You can install the latest released version of bbr via MPN snapshots from any snapshot date in 2021 or later. (An earlier version of this package was available under the name rbabylon in snapshot dates 2020-03-07 through 2020-12-21.)

You can also install development versions of bbr by downloading the source files for the latest version from https://s3.amazonaws.com/mpn.metworx.dev/releases/bbr/ or get the latest development version from GitHub with:

# install.packages("devtools")
devtools::install_github("metrumresearchgroup/bbr", ref = "main")

Documentation

You can find documentation and a “Getting Started” vignette that shows users how to set up bbr and demonstrates the basic modeling workflow here.

There are several other vignettes, and more are being added as new functionality is rolled out.
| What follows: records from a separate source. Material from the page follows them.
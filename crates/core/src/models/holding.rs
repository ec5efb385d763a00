use chrono::{DateTime, Duration, Utc};
use serde::{Deserialize, Serialize};

use crate::errors::CoreError;

use super::asset::{AssetCandidate, AssetDetail};
use super::color::seed_pastel;
use super::price::PriceQuote;

/// One position in one asset: what the user owns plus cached market data.
///
/// `amount` and `avg_cost` belong to the user. Everything from `price` down
/// is written only by the price sync service.
#[derive(Debug, Clone, PartialEq, Serialize, Deserialize)]
#[serde(rename_all = "camelCase")]
pub struct Holding {
    /// Stable API identifier, unique within a portfolio (e.g., "bitcoin")
    pub id: String,

    /// Ticker symbol, uppercased (e.g., "BTC")
    pub symbol: String,

    /// Display name (e.g., "Bitcoin")
    pub name: String,

    /// Units held
    pub amount: f64,

    /// Average cost per unit, in the reference currency
    #[serde(default)]
    pub avg_cost: f64,

    /// Last known price per unit, in the reference currency
    #[serde(default)]
    pub price: f64,

    /// price × amount as of the last sync
    #[serde(default)]
    pub value: f64,

    #[serde(default, rename = "change24h")]
    pub change_24h: f64,

    #[serde(default, rename = "change7d")]
    pub change_7d: f64,

    /// 7-day price series, oldest first
    #[serde(default, rename = "spark7d")]
    pub spark_7d: Vec<f64>,

    /// CSS color for the pie chart slice
    #[serde(default)]
    pub color: String,

    /// Icon URL (may be empty)
    #[serde(default)]
    pub icon: String,

    /// When icon / series / 7d change were last refreshed from the detail endpoint
    #[serde(default, skip_serializing_if = "Option::is_none")]
    pub detail_refreshed_at: Option<DateTime<Utc>>,
}

impl Holding {
    /// New holding with no market data yet. Color is derived from the id.
    pub fn new(candidate: &AssetCandidate, amount: f64, avg_cost: f64) -> Self {
        Self {
            id: candidate.id.clone(),
            symbol: candidate.symbol.to_uppercase(),
            name: candidate.name.clone(),
            amount,
            avg_cost,
            price: 0.0,
            value: 0.0,
            change_24h: 0.0,
            change_7d: 0.0,
            spark_7d: Vec::new(),
            color: seed_pastel(&candidate.id),
            icon: String::new(),
            detail_refreshed_at: None,
        }
    }

    /// Check user-owned fields: positive amount, non-negative cost.
    pub fn validate_position(amount: f64, avg_cost: f64) -> Result<(), CoreError> {
        if !amount.is_finite() || amount <= 0.0 {
            return Err(CoreError::ValidationError(
                "Amount must be a positive number".into(),
            ));
        }
        if !avg_cost.is_finite() || avg_cost < 0.0 {
            return Err(CoreError::ValidationError(
                "Average cost must be zero or a positive number".into(),
            ));
        }
        Ok(())
    }

    /// Current market value: price × amount.
    pub fn market_value(&self) -> f64 {
        self.price * self.amount
    }

    /// Cost basis of the whole position: avg_cost × amount.
    pub fn invested(&self) -> f64 {
        self.avg_cost * self.amount
    }

    pub fn profit_loss(&self) -> f64 {
        self.market_value() - self.invested()
    }

    /// Merge a bulk price quote. Missing price keeps the previous one;
    /// missing change keeps the previous change.
    pub fn apply_quote(&mut self, quote: &PriceQuote) {
        if let Some(price) = quote.price {
            self.price = price;
        }
        self.value = self.market_value();
        if let Some(change) = quote.change_24h {
            self.change_24h = change;
        }
    }

    /// Merge detail data. Empty strings / series never blank out known values.
    pub fn apply_detail(&mut self, detail: &AssetDetail, now: DateTime<Utc>) {
        if !detail.icon.is_empty() {
            self.icon = detail.icon.clone();
        }
        if !detail.spark.is_empty() {
            self.spark_7d = detail.spark.clone();
        }
        if let Some(change) = detail.change_7d {
            self.change_7d = change;
        }
        if !detail.color.is_empty() {
            self.color = detail.color.clone();
        } else if self.color.is_empty() {
            self.color = seed_pastel(&self.id);
        }
        self.detail_refreshed_at = Some(now);
    }

    /// A holding needs its detail refreshed when it has no series, was never
    /// refreshed, or was last refreshed at least `max_age` ago.
    pub fn needs_detail_refresh(&self, now: DateTime<Utc>, max_age: Duration) -> bool {
        if self.spark_7d.is_empty() {
            return true;
        }
        match self.detail_refreshed_at {
            None => true,
            Some(at) => now - at >= max_age,
        }
    }

    /// Direction of the 7-day series: `None` with fewer than two points.
    pub fn spark_trend(&self) -> Option<SparkTrend> {
        if self.spark_7d.len() < 2 {
            return None;
        }
        let first = self.spark_7d[0];
        let last = self.spark_7d[self.spark_7d.len() - 1];
        Some(if last >= first {
            SparkTrend::Up
        } else {
            SparkTrend::Down
        })
    }
}

/// Color direction of a sparkline.
#[derive(Debug, Clone, Copy, PartialEq, Eq, Serialize, Deserialize)]
pub enum SparkTrend {
    Up,
    Down,
}

impl std::fmt::Display for SparkTrend {
    fn fmt(&self, f: &mut std::fmt::Formatter<'_>) -> std::fmt::Result {
        match self {
            SparkTrend::Up => write!(f, "up"),
            SparkTrend::Down => write!(f, "down"),
        }
    }
}
use serde::{Deserialize, Serialize};

use super::settings::Fiat;

/// Summary of the whole portfolio, recomputed on every render.
#[derive(Debug, Clone, PartialEq, Serialize, Deserialize)]
pub struct PortfolioTotals {
    /// Currency used for all monetary values
    pub currency: Fiat,

    /// Number of holdings
    pub holdings: usize,

    /// Σ price × amount
    pub total_value: f64,

    /// Σ avg_cost × amount
    pub total_invested: f64,

    /// total_value - total_invested
    pub profit_loss: f64,

    /// profit_loss / total_invested × 100, or 0 when nothing is invested
    pub profit_loss_pct: f64,

    /// Holding with the highest personal P/L
    pub best: Option<Performer>,

    /// Holding with the lowest personal P/L
    pub worst: Option<Performer>,

    /// Pie chart slices, in holding order
    pub allocation: Vec<AllocationSlice>,
}

impl PortfolioTotals {
    /// Totals of an empty portfolio.
    pub fn zero(currency: Fiat) -> Self {
        Self {
            currency,
            holdings: 0,
            total_value: 0.0,
            total_invested: 0.0,
            profit_loss: 0.0,
            profit_loss_pct: 0.0,
            best: None,
            worst: None,
            allocation: Vec::new(),
        }
    }
}

/// A holding ranked by personal P/L.
#[derive(Debug, Clone, PartialEq, Serialize, Deserialize)]
pub struct Performer {
    pub symbol: String,
    pub profit_loss: f64,
}

/// One pie chart slice.
#[derive(Debug, Clone, PartialEq, Serialize, Deserialize)]
pub struct AllocationSlice {
    pub symbol: String,
    pub value: f64,
    /// Share of total value in percent (0 when the portfolio is worth nothing)
    pub pct: f64,
    pub color: String,
}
A complete list can be found here.

Cheat Sheet

Featured Vignettes

  • Getting Started with bbr – Some basic scenarios for modeling with NONMEM using bbr, introducing you to its standard workflow and functionality.
  • Using the based_on field – How to use the based_on field to track a model’s ancestry through the model development process, as well how to leverage config_log() to check whether older models are still up-to-date.
  • Creating a Model Summary Log – How to use summary_log() to extract model diagnostics like the objective function value, condition number, and parameter counts.

Development

bbr uses pkgr to manage development dependencies and renv to provide isolation. To replicate this environment,

  1. clone the repo

  2. install pkgr

  3. open package in an R session and run renv::init(bare = TRUE)

    • install renv > 0.8.3-4 into default .libPaths() if not already installed
  4. run pkgr install in terminal within package directory

  5. restart session

Then, launch R with the repo as the working directory (open the project in RStudio). renv will activate and find the project library.